Maybe you aren’t passively waiting, either—maybe you’re praying, attending church, forgiving your enemies, waking up and giving God praise. God owes you, right? But still, He is making you wait. The text shows us that God is powerful enough to do some things immediately, so why hasn’t He given you what you want? Evidence shows us He can. We see it when our neighbors have their desires fulfilled. We see it when our friends receive all that they asked from God—even when we asked the same of God at the same time and we’re still waiting.

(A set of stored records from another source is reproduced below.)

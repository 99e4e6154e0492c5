mod common;

use rimgaz_lib::{load_positions, replay, AlertEngine, AlertKind, PositionStatus};

use common::{fixture_fleet, positions_path};

#[test]
fn fixture_positions_decode() {
    let positions = load_positions(&positions_path()).expect("fixture positions.csv should load");

    assert_eq!(positions.len(), 6);
    assert_eq!(positions[2].status, PositionStatus::Returning);
    assert!(positions[3].tour_id.is_none());
    assert!(positions[5].coordinates().is_none());
}

#[test]
fn fixture_replay_produces_expected_alerts() {
    let fleet = fixture_fleet();
    let positions = load_positions(&positions_path()).expect("fixture positions.csv should load");

    let report = replay(&fleet, &positions, &AlertEngine::new());

    assert_eq!(report.positions, 5);
    assert_eq!(report.skipped, 1);

    let alerts: Vec<(i64, i64, AlertKind)> = report
        .alerts
        .iter()
        .map(|alert| (alert.position_id, alert.bus_id, alert.alert_type))
        .collect();
    assert_eq!(
        alerts,
        vec![
            (2, 1, AlertKind::Speed),
            (3, 2, AlertKind::Speed),
            (3, 2, AlertKind::Geofence),
            (4, 3, AlertKind::Geofence),
        ]
    );
    assert!(report.alerts.iter().all(|alert| !alert.is_resolved));
}

#[test]
fn replay_is_deterministic() {
    let fleet = fixture_fleet();
    let positions = load_positions(&positions_path()).expect("fixture positions.csv should load");
    let engine = AlertEngine::new();

    let first = replay(&fleet, &positions, &engine);
    let second = replay(&fleet, &positions, &engine);
    assert_eq!(first.alerts, second.alerts);
}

If God makes you wait, you have to offer patience and endurance, knowing that He hasn’t forgotten. You might struggle not to shout when you see Him fulfilling your same desire in another person. Instead, you need to shout because He is working it out. He is lining everything up, just as He lined everything up for Jesus’ arrival. Don’t deny your feelings of anger, frustration, nervousness, and jealously. God knows you’re struggling. Open up to Him. Go to church anyway. Pray anyway. Be kind anyway. Be patient anyway. Keep believing God and keep making an effort.

You might think you can wait a little longer if God would just tell you why you’re waiting. Let me ask you this: did God tell Simeon why he was waiting? No, He didn’t. When patience can’t feed on confirmation, it has to rest on God’s providence.

We don’t know why God makes us wait, but patience is an offering we give God as an expression of gratitude. Simeon remained faithful while anticipating the coming Messiah. He felt blessed to be trusted with a vision and a promise that required patience. We would all do well to do the same.

Sometimes the waiting ends up being more important than the outcome. Sometimes we grow more by the waiting than we do by the receiving. Perhaps waiting is the gift He gives you.